Brief: After locating the line that holds "stored user account", transcribe it and each following line to the end of the records, changing nothing and adding nothing.

Extracted material:
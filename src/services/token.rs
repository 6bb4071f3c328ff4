use chrono::{Duration, Utc};
use jsonwebtoken::{DecodingKey, EncodingKey, Header, Validation};
use serde::{Deserialize, Serialize};

use crate::{
    error::{AppError, AppResult},
    models::Identity,
};

/// How long an issued session token stays valid
const TOKEN_TTL_HOURS: i64 = 24;

/// Claims carried by a session token
#[derive(Debug, Clone, Serialize, Deserialize)]
pub struct Claims {
    /// User id
    pub sub: String,
    pub username: String,
    pub role: String,
    /// Expiry as a unix timestamp
    pub exp: i64,
}

/// Issues and validates signed session tokens for authenticated identities
#[derive(Clone)]
pub struct TokenIssuer {
    secret: String,
}

impl TokenIssuer {
    pub fn new(secret: impl Into<String>) -> Self {
        Self {
            secret: secret.into(),
        }
    }

    /// Signs a token for an authenticated identity
    pub fn issue(&self, identity: &Identity) -> AppResult<String> {
        let claims = Claims {
            sub: identity.user_id.to_string(),
            username: identity.username.clone(),
            role: identity.role.clone(),
            exp: (Utc::now() + Duration::hours(TOKEN_TTL_HOURS)).timestamp(),
        };

        jsonwebtoken::encode(
            &Header::default(),
            &claims,
            &EncodingKey::from_secret(self.secret.as_bytes()),
        )
        .map_err(|e| AppError::Internal(format!("failed to sign token: {e}")))
    }

    /// Verifies a token's signature and expiry, returning its claims
    pub fn verify(&self, token: &str) -> AppResult<Claims> {
        jsonwebtoken::decode::<Claims>(
            token,
            &DecodingKey::from_secret(self.secret.as_bytes()),
            &Validation::default(),
        )
        .map(|data| data.claims)
        .map_err(|_| AppError::Unauthorized)
    }
}

#[cfg(test)]
mod tests {
    use super::*;

    fn identity() -> Identity {
        Identity {
            user_id: 1,
            username: "ada".to_string(),
            role: "Admin".to_string(),
        }
    }

    #[test]
    fn test_issue_and_verify_round_trip() {
        let issuer = TokenIssuer::new("test-secret");
        let token = issuer.issue(&identity()).unwrap();

        let claims = issuer.verify(&token).unwrap();
        assert_eq!(claims.sub, "1");
        assert_eq!(claims.username, "ada");
        assert_eq!(claims.role, "Admin");
        assert!(claims.exp > Utc::now().timestamp());
    }

    #[test]
    fn test_verify_rejects_other_secret() {
        let token = TokenIssuer::new("one-secret").issue(&identity()).unwrap();
        let result = TokenIssuer::new("another-secret").verify(&token);
        assert!(matches!(result, Err(AppError::Unauthorized)));
    }

    #[test]
    fn test_verify_rejects_garbage() {
        let issuer = TokenIssuer::new("test-secret");
        assert!(issuer.verify("not-a-token").is_err());
    }
}
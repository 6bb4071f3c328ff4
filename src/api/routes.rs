use axum::{
    routing::{get, post},
    Router,
};
use tower_http::{cors::CorsLayer, trace::TraceLayer};

use super::handlers;
use super::AppState;

/// Creates the main API router with all routes
pub fn create_router(state: AppState) -> Router {
    Router::new()
        .route("/health", get(handlers::health_check))
        .nest("/api/v1", api_routes())
        .layer(TraceLayer::new_for_http())
        .layer(CorsLayer::permissive())
        .with_state(state)
}

/// API routes under /api/v1
fn api_routes() -> Router<AppState> {
    Router::new()
        // Accounts
        .route("/users", post(handlers::register))
        .route("/users/available", get(handlers::username_available))
        .route("/login", post(handlers::login))
        // Catalog
        .route("/movies", get(handlers::list_movies).post(handlers::create_movie))
        .route(
            "/movies/:id",
            get(handlers::get_movie)
                .put(handlers::update_movie)
                .delete(handlers::delete_movie),
        )
        .route("/movies/:id/similar", get(handlers::similar_movies))
        .route("/genres", get(handlers::list_genres))
        // Watchlist
        .route(
            "/watchlist/:user_id",
            get(handlers::get_watchlist).delete(handlers::clear_watchlist),
        )
        .route(
            "/watchlist/:user_id/toggle/:movie_id",
            post(handlers::toggle_watchlist_item),
        )
}
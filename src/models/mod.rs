mod genre;
mod movie;
mod user;
mod watchlist;

pub use genre::Genre;
pub use movie::{Movie, MovieId, NewMovie};
pub use user::{Identity, NewUser, User, UserId, UserRecord};
pub use watchlist::{Watchlist, WatchlistItem};
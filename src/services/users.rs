use std::sync::Arc;

use argon2::{
    password_hash::{rand_core::OsRng, PasswordHash, PasswordHasher, PasswordVerifier, SaltString},
    Argon2,
};

use crate::{
    error::{AppError, AppResult},
    models::{Identity, NewUser, User, UserId, UserRecord},
    store::UserStore,
};

/// User directory: registration, credential checks, and account lookups
pub struct UserDirectory {
    users: Arc<dyn UserStore>,
}

impl UserDirectory {
    pub fn new(users: Arc<dyn UserStore>) -> Self {
        Self { users }
    }

    /// Registers a new account. The username must be unused; the password
    /// is stored only as a salted argon2 hash.
    pub async fn register(&self, new_user: NewUser) -> AppResult<User> {
        new_user.validate()?;

        if !self.is_username_available(&new_user.username).await? {
            return Err(AppError::Conflict(format!(
                "username {} is already taken",
                new_user.username
            )));
        }

        let record = UserRecord {
            first_name: new_user.first_name,
            last_name: new_user.last_name,
            username: new_user.username,
            password_hash: hash_password(&new_user.password)?,
            gender: new_user.gender,
            role: new_user.role,
        };

        let user = self.users.insert(record).await?;
        tracing::info!(user_id = user.id, username = %user.username, "User registered");
        Ok(user)
    }

    /// Checks the credentials against the stored hash. Both failure modes
    /// (unknown username, wrong password) collapse into the same outcome.
    pub async fn authenticate(&self, username: &str, password: &str) -> AppResult<Identity> {
        let Some(user) = self.users.find_by_username(username).await? else {
            return Err(AppError::Unauthorized);
        };

        if !verify_password(password, &user.password_hash)? {
            return Err(AppError::Unauthorized);
        }

        Ok(user.identity())
    }

    /// True iff no existing user carries this exact username
    pub async fn is_username_available(&self, username: &str) -> AppResult<bool> {
        Ok(self.users.find_by_username(username).await?.is_none())
    }

    pub async fn exists(&self, id: UserId) -> AppResult<bool> {
        Ok(self.users.find(id).await?.is_some())
    }
}

/// Hash a password with a fresh per-hash salt.
fn hash_password(password: &str) -> AppResult<String> {
    let salt = SaltString::generate(&mut OsRng);

    Argon2::default()
        .hash_password(password.as_bytes(), &salt)
        .map(|h| h.to_string())
        .map_err(|e| AppError::Internal(format!("Failed to hash password: {e}")))
}

/// Verify a password against a hash.
fn verify_password(password: &str, hash: &str) -> AppResult<bool> {
    let parsed_hash =
        PasswordHash::new(hash).map_err(|e| AppError::Internal(format!("Invalid hash: {e}")))?;

    Ok(Argon2::default()
        .verify_password(password.as_bytes(), &parsed_hash)
        .is_ok())
}
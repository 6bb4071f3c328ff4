use axum::{
    http::StatusCode,
    response::{IntoResponse, Response},
    Json,
};
use serde_json::json;

/// Application-level errors
///
/// Directory and manager operations return these typed outcomes; the HTTP
/// layer translates them to status codes.
#[derive(thiserror::Error, Debug)]
pub enum AppError {
    #[error("Not found: {0}")]
    NotFound(String),

    #[error("Conflict: {0}")]
    Conflict(String),

    #[error("Authentication failed")]
    Unauthorized,

    #[error("Invalid input: {0}")]
    Validation(String),

    #[error("Internal server error: {0}")]
    Internal(String),
}

impl IntoResponse for AppError {
    fn into_response(self) -> Response {
        let (status, message) = match self {
            AppError::NotFound(msg) => (StatusCode::NOT_FOUND, msg),
            AppError::Conflict(msg) | AppError::Validation(msg) => (StatusCode::BAD_REQUEST, msg),
            AppError::Unauthorized => (StatusCode::UNAUTHORIZED, self.to_string()),
            AppError::Internal(_) => (StatusCode::INTERNAL_SERVER_ERROR, self.to_string()),
        };

        let body = Json(json!({
            "error": message
        }));

        (status, body).into_response()
    }
}

pub type AppResult<T> = Result<T, AppError>;
use serde::{Deserialize, Serialize};

use crate::error::{AppError, AppResult};

/// Server-assigned user identifier
pub type UserId = i64;

/// A stored user account
#[derive(Debug, Clone, Serialize, Deserialize, PartialEq, Eq)]
pub struct User {
    pub id: UserId,
    pub first_name: String,
    pub last_name: String,
    /// Unique, case-sensitive login name
    pub username: String,
    /// Salted argon2 hash, never the plaintext password
    #[serde(skip_serializing)]
    pub password_hash: String,
    pub gender: String,
    /// Role label, e.g. "Admin" or "User"
    pub role: String,
}

impl User {
    /// Public view of the account, safe to return to clients
    pub fn identity(&self) -> Identity {
        Identity {
            user_id: self.id,
            username: self.username.clone(),
            role: self.role.clone(),
        }
    }
}

/// A registration request, before hashing and id assignment
#[derive(Debug, Clone, Deserialize)]
pub struct NewUser {
    pub first_name: String,
    pub last_name: String,
    pub username: String,
    pub password: String,
    pub gender: String,
    pub role: String,
}

impl NewUser {
    pub fn validate(&self) -> AppResult<()> {
        for (field, value) in [
            ("first_name", &self.first_name),
            ("last_name", &self.last_name),
            ("username", &self.username),
            ("password", &self.password),
        ] {
            if value.trim().is_empty() {
                return Err(AppError::Validation(format!("{field} must not be empty")));
            }
        }
        Ok(())
    }
}

/// Store-level input for a new account: hashed credentials, no id yet
#[derive(Debug, Clone)]
pub struct UserRecord {
    pub first_name: String,
    pub last_name: String,
    pub username: String,
    pub password_hash: String,
    pub gender: String,
    pub role: String,
}

impl UserRecord {
    pub fn into_user(self, id: UserId) -> User {
        User {
            id,
            first_name: self.first_name,
            last_name: self.last_name,
            username: self.username,
            password_hash: self.password_hash,
            gender: self.gender,
            role: self.role,
        }
    }
}

/// Authenticated identity handed to the session issuer
#[derive(Debug, Clone, Serialize, Deserialize, PartialEq, Eq)]
pub struct Identity {
    pub user_id: UserId,
    pub username: String,
    pub role: String,
}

Result of this task:
/// A stored user account
#[derive(Debug, Clone, Serialize, Deserialize, PartialEq, Eq)]
pub struct User {
    pub id: UserId,
    pub first_name: String,
    pub last_name: String,
    /// Unique, case-sensitive login name
    pub username: String,
    /// Salted argon2 hash, never the plaintext password
    #[serde(skip_serializing)]
    pub password_hash: String,
    pub gender: String,
    /// Role label, e.g. "Admin" or "User"
    pub role: String,
}

impl User {
    /// Public view of the account, safe to return to clients
    pub fn identity(&self) -> Identity {
        Identity {
            user_id: self.id,
            username: self.username.clone(),
            role: self.role.clone(),
        }
    }
}

/// A registration request, before hashing and id assignment
#[derive(Debug, Clone, Deserialize)]
pub struct NewUser {
    pub first_name: String,
    pub last_name: String,
    pub username: String,
    pub password: String,
    pub gender: String,
    pub role: String,
}

impl NewUser {
    pub fn validate(&self) -> AppResult<()> {
        for (field, value) in [
            ("first_name", &self.first_name),
            ("last_name", &self.last_name),
            ("username", &self.username),
            ("password", &self.password),
        ] {
            if value.trim().is_empty() {
                return Err(AppError::Validation(format!("{field} must not be empty")));
            }
        }
        Ok(())
    }
}

/// Store-level input for a new account: hashed credentials, no id yet
#[derive(Debug, Clone)]
pub struct UserRecord {
    pub first_name: String,
    pub last_name: String,
    pub username: String,
    pub password_hash: String,
    pub gender: String,
    pub role: String,
}

impl UserRecord {
    pub fn into_user(self, id: UserId) -> User {
        User {
            id,
            first_name: self.first_name,
            last_name: self.last_name,
            username: self.username,
            password_hash: self.password_hash,
            gender: self.gender,
            role: self.role,
        }
    }
}

/// Authenticated identity handed to the session issuer
#[derive(Debug, Clone, Serialize, Deserialize, PartialEq, Eq)]
pub struct Identity {
    pub user_id: UserId,
    pub username: String,
    pub role: String,
}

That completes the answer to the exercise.